Why Is Cost Value Reconciliation Important In The Construction Industry? 

Cost value reconciliation (CVR) is essential to the construction industry as it helps to ensure that a construction project is completed on time, on budget and within expected profit margins. CVR allows contractors to periodically assess the progress of their projects and ensure that they are not overspending or under-spending. It also helps to identify any potential risks that could lead to cost overruns, rework and delays.  

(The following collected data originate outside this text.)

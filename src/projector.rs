//! Read-only view of a schedule at an instant: what is on now, how long is
//! left, and what comes before and after. Safe to call on every tick.

use crate::model::Activity;
use crate::parser::add_duration;
use chrono::{DateTime, Utc};

pub const IDLE_TITLE: &str = "No active activity";
pub const IDLE_PROMPT: &str = "Waiting for manual start";

#[derive(Debug, Clone, Copy, PartialEq, Eq)]
pub enum DisplayColor {
    Normal,
    Warning,
    Critical,
    Overrun,
    Inactive,
}

impl DisplayColor {
    /// Color band for a remaining time; boundaries sit at 0, 2 and 5 minutes.
    pub fn for_remaining(ms: i64) -> Self {
        let minutes = ms as f64 / 60_000.0;
        if minutes < 0.0 {
            DisplayColor::Overrun
        } else if minutes > 5.0 {
            DisplayColor::Normal
        } else if minutes > 2.0 {
            DisplayColor::Warning
        } else {
            DisplayColor::Critical
        }
    }

    pub fn label(&self) -> &'static str {
        match self {
            DisplayColor::Normal => "normal",
            DisplayColor::Warning => "warning",
            DisplayColor::Critical => "critical",
            DisplayColor::Overrun => "overrun",
            DisplayColor::Inactive => "inactive",
        }
    }
}

#[derive(Debug, Clone, PartialEq)]
pub struct Countdown {
    pub index: Option<usize>,
    pub title: String,
    pub remaining: String,
    pub remaining_ms: Option<i64>,
    pub color: DisplayColor,
    pub paused: bool,
}

#[derive(Debug, Clone, PartialEq)]
pub struct ScheduleItem {
    pub index: usize,
    pub title: String,
    pub scheduled_start: DateTime<Utc>,
}

pub fn running_activity(activities: &[Activity]) -> Option<(usize, &Activity)> {
    activities.iter().enumerate().find(|(_, a)| a.is_running())
}

/// Milliseconds until the running activity's deadline, with paused time
/// (including an ongoing pause) credited back. Negative means overrun.
pub fn remaining_ms(activity: &Activity, now: DateTime<Utc>) -> i64 {
    let deadline = match (activity.computed_end, activity.actual_start) {
        (Some(end), _) => end,
        (None, Some(start)) => add_duration(start, &activity.duration),
        (None, None) => activity.scheduled_end,
    };
    let ongoing = match (activity.paused, activity.paused_at) {
        (true, Some(at)) => (now - at).num_milliseconds().max(0),
        _ => 0,
    };
    let effective_paused = activity.total_paused_ms + ongoing;
    (deadline - now).num_milliseconds() + effective_paused
}

pub fn project(activities: &[Activity], now: DateTime<Utc>) -> Countdown {
    match running_activity(activities) {
        Some((index, activity)) => {
            let ms = remaining_ms(activity, now);
            let color = if activity.paused {
                DisplayColor::Inactive
            } else {
                DisplayColor::for_remaining(ms)
            };
            Countdown {
                index: Some(index),
                title: activity.title.clone(),
                remaining: format_remaining(ms),
                remaining_ms: Some(ms),
                color,
                paused: activity.paused,
            }
        }
        None => Countdown {
            index: None,
            title: IDLE_TITLE.to_string(),
            remaining: IDLE_PROMPT.to_string(),
            remaining_ms: None,
            color: DisplayColor::Inactive,
            paused: false,
        },
    }
}

/// `M:SS`, or `H:MM:SS` from an hour up, with a leading `-` on overrun.
pub fn format_remaining(ms: i64) -> String {
    let total_secs = ms.unsigned_abs() / 1000;
    let hours = total_secs / 3600;
    let minutes = (total_secs % 3600) / 60;
    let seconds = total_secs % 60;
    let body = if hours > 0 {
        format!("{}:{:02}:{:02}", hours, minutes, seconds)
    } else {
        format!("{}:{:02}", minutes, seconds)
    };
    if ms < 0 {
        format!("-{}", body)
    } else {
        body
    }
}

pub fn future_items(activities: &[Activity], now: DateTime<Utc>) -> Vec<ScheduleItem> {
    items_where(activities, |a| a.actual_end.is_none() || a.scheduled_start > now)
}

pub fn previous_items(activities: &[Activity], now: DateTime<Utc>) -> Vec<ScheduleItem> {
    items_where(activities, |a| {
        a.actual_end.is_some() || a.actual_start.is_some() || a.scheduled_start <= now
    })
}

fn items_where<F>(activities: &[Activity], keep: F) -> Vec<ScheduleItem>
where
    F: Fn(&Activity) -> bool,
{
    activities
        .iter()
        .enumerate()
        .filter(|(_, a)| keep(a))
        .map(|(index, a)| ScheduleItem {
            index,
            title: a.title.clone(),
            scheduled_start: a.scheduled_start,
        })
        .collect()
}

Profit margins within the construction industry are razor-thin, and CVR is essential to maintaining those margins – and identifying costly elements of a project.  

By regularly generating CVR reports, construction contractors can ensure that they are delivering projects in the most cost-effective and timely manner possible. 

CVR reporting

Which Metrics Are Tracked By CVR?

CVR can track a range of different construction project metrics such as:  

  • Project costs 
  • Resource utilisation 
  • Project quality 
  • Customer satisfaction 
  • Project timelines 

However, the 3 key ingredients a CVR must include are:  

  • The value of a construction project 
  • The costs of a construction project  
  • The cashflow of the project 

 

The Value Of A Construction Project 

In summary, the value of the project is all project incomes combined. The report often includes all the received amounts, as well as any potential incomes at the end of the project.  

 

The Costs Of A Construction Project 

Cost is an integral element of CVR. A CVR compares the cost of work to the actual work delivered within the project-to-date.  

 

Your Cashflow 

When reviewing the previously mentioned key ingredients (Value and Cost of project), you are able to get a good view of the balance of your construction project. This will then give you an understanding on where the cashflow is at for the construction project.  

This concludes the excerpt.